Donald Berwick, a Boston pediatrician and former administrator of the Centers for Medicare and Medicaid Services, said the country must move from its low-value, high-cost, fee-for-service system to one that emphasizes good health outcomes.
“We have to change the way we think; we don't get more when we pay more,” said Berwick, who referenced the website choosingwisely.org and a health care project in Alaska, where team-based care has resulted in 50 percent fewer hospital bed days, 53 percent fewer emergency department admissions and 65 percent fewer specialty visits.
Meanwhile, Gov. Patrick, making similar arguments, vows “Massachusetts will be the place that cracks the code on cost containment.” The governor in August signed a cost-containment bill estimated to save $200 billion in health care costs over the next 15 years. The state's goal this year and next is to hold increases in health care spending to 3.6 percent, or no more than the growth in the state's economy.
Ultimately, it may come down to individuals to collectively make the difference. Depending on whether we choose the latest technology or lean toward natural healing, are doubters or believers, minimalists or maximalists, each of us has a highly individual approach to weighing the risks and benefits of treatment, I learned from spouses Jerome Groopman and Pamela Hartzband, doctors with Harvard Medical School and authors of “Your Medical Mind: How to Decide What is Right for You.”
For example, though best-practice guidelines may call for cholesterol-lowering medication in patients with levels 200 or more, individuals may opt for no meds and doctors, under health reform, consequently may be publicly rated as not meeting outcomes.
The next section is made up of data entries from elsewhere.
//! Watch saved snapshots play duel snake in the terminal
//!
//! # Usage
//!
//! ```bash
//! cargo run --release --features training --bin play -- --primary runs/duel/final_model.ot \
//!     --opponent runs/duel/opponents/opponent_3.ot
//! ```
//!
//! Without `--opponent` the second seat is empty and the primary plays alone.

use anyhow::{bail, Result};
use clap::Parser;
use std::{
    path::{Path, PathBuf},
    thread,
    time::Duration,
};

use duel_rl::{
    env::{
        snake::{DuelSnake, PLACEHOLDER_ACTION},
        DuelEnvironment, EpisodeInfo, SpaceType,
    },
    metrics::EpisodeWindow,
    policy::{
        mlp::{MlpConfig, MlpPolicy},
        ParameterStore, Policy, RecurrentState,
    },
};

#[derive(Parser)]
#[command(name = "play", about = "Render games between saved snake policies")]
struct Args {
    /// Snapshot for the first seat
    #[arg(long)]
    primary: PathBuf,
    /// Snapshot for the second seat
    #[arg(long)]
    opponent: Option<PathBuf>,
    #[arg(long, default_value_t = 10)]
    width: i32,
    #[arg(long, default_value_t = 10)]
    height: i32,
    /// Must match the trained network
    #[arg(long, default_value_t = 64)]
    hidden: i64,
    #[arg(long, default_value_t = 2)]
    layers: usize,
    #[arg(long, default_value_t = 3)]
    episodes: usize,
    /// Pause between frames; 0 prints only episode results
    #[arg(long, default_value_t = 100)]
    delay_ms: u64,
}

fn load_policy(path: &Path, obs_dim: usize, action_dim: usize, args: &Args) -> Result<MlpPolicy> {
    let config = MlpConfig {
        num_layers: args.layers,
        hidden_dim: args.hidden,
        ..Default::default()
    };
    let mut policy = MlpPolicy::with_config(obs_dim, action_dim, config, tch::Device::Cpu)?;
    policy.load(path)?;
    tracing::info!("Loaded {}", path.display());
    Ok(policy)
}

fn main() -> Result<()> {
    tracing_subscriber::fmt()
        .with_env_filter(
            tracing_subscriber::EnvFilter::try_from_default_env()
                .unwrap_or_else(|_| tracing_subscriber::EnvFilter::new("info")),
        )
        .init();

    let args = Args::parse();
    let num_agents = if args.opponent.is_some() { 2 } else { 1 };
    let mut game = DuelSnake::new(args.width, args.height, num_agents);

    let obs_dim = game.observation_space().flat_dim();
    let action_dim = match game.action_space().dtype {
        SpaceType::Discrete(n) => n,
        SpaceType::Continuous => bail!("expected a discrete action space"),
    };

    let mut primary = load_policy(&args.primary, obs_dim, action_dim, &args)?;
    let mut opponent = match &args.opponent {
        Some(path) => Some(load_policy(path, obs_dim, action_dim, &args)?),
        None => None,
    };

    let delay = Duration::from_millis(args.delay_ms);
    let mut results = EpisodeWindow::new(args.episodes.max(1));

    for episode in 1..=args.episodes {
        let mut obs = game.reset()?;
        let mut primary_state = primary.initial_state();
        let mut opponent_state = opponent
            .as_ref()
            .map_or(RecurrentState::Stateless, |p| p.initial_state());
        let mut total = 0.0;
        let mut first = true;

        loop {
            if !delay.is_zero() {
                println!("\x1b[2J\x1b[Hepisode {episode}  step {}  reward {total:.2}", game.steps());
                print!("{}", game.render());
                thread::sleep(delay);
            }

            let out = primary.step(&[obs.primary.clone()], &primary_state, &[first])?;
            primary_state = out.state;
            let second = match opponent.as_mut() {
                Some(policy) => {
                    let opp = policy.step(&[obs.opponent.clone()], &opponent_state, &[first])?;
                    opponent_state = opp.state;
                    opp.actions[0]
                }
                None => PLACEHOLDER_ACTION,
            };
            first = false;

            let result = game.step([out.actions[0], second])?;
            total += result.reward;
            obs = result.observation;
            if result.done {
                break;
            }
        }

        tracing::info!("Episode {}: reward {:.2}, length {}", episode, total, game.steps());
        results.extend([EpisodeInfo {
            reward: total,
            length: game.steps(),
        }]);
    }

    tracing::info!(
        "Mean reward {:.3}, mean length {:.1} over {} episodes",
        results.mean_reward(),
        results.mean_length(),
        results.len()
    );
    Ok(())
}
Moreover, when it comes to end-of-life issues, individuals can't effectively forecast what they'll choose until they've experienced it, the author-researchers found. Prostate cancer sufferers, for example, might predict they'd rather die than live so many years with incontinence and/or impotence but, if and when they're diagnosed, choose treatment and the associated risks.
Plagued with a backache my entire week at the conference, I, for one, am a maximalist — when it comes to treating pain anyway. I pounced on the meds my twin sister, who lives in a Boston suburb, generously shared with me.
Back home, I promptly paid a visit to my internist to, among other things, request a prescription for muscle relaxers so I — hopefully — can head off any future back spasms. I have yet to meet my annual out-of-pocket deductible, but didn‘t give much thought, if any, to the costs I personally am helping run up.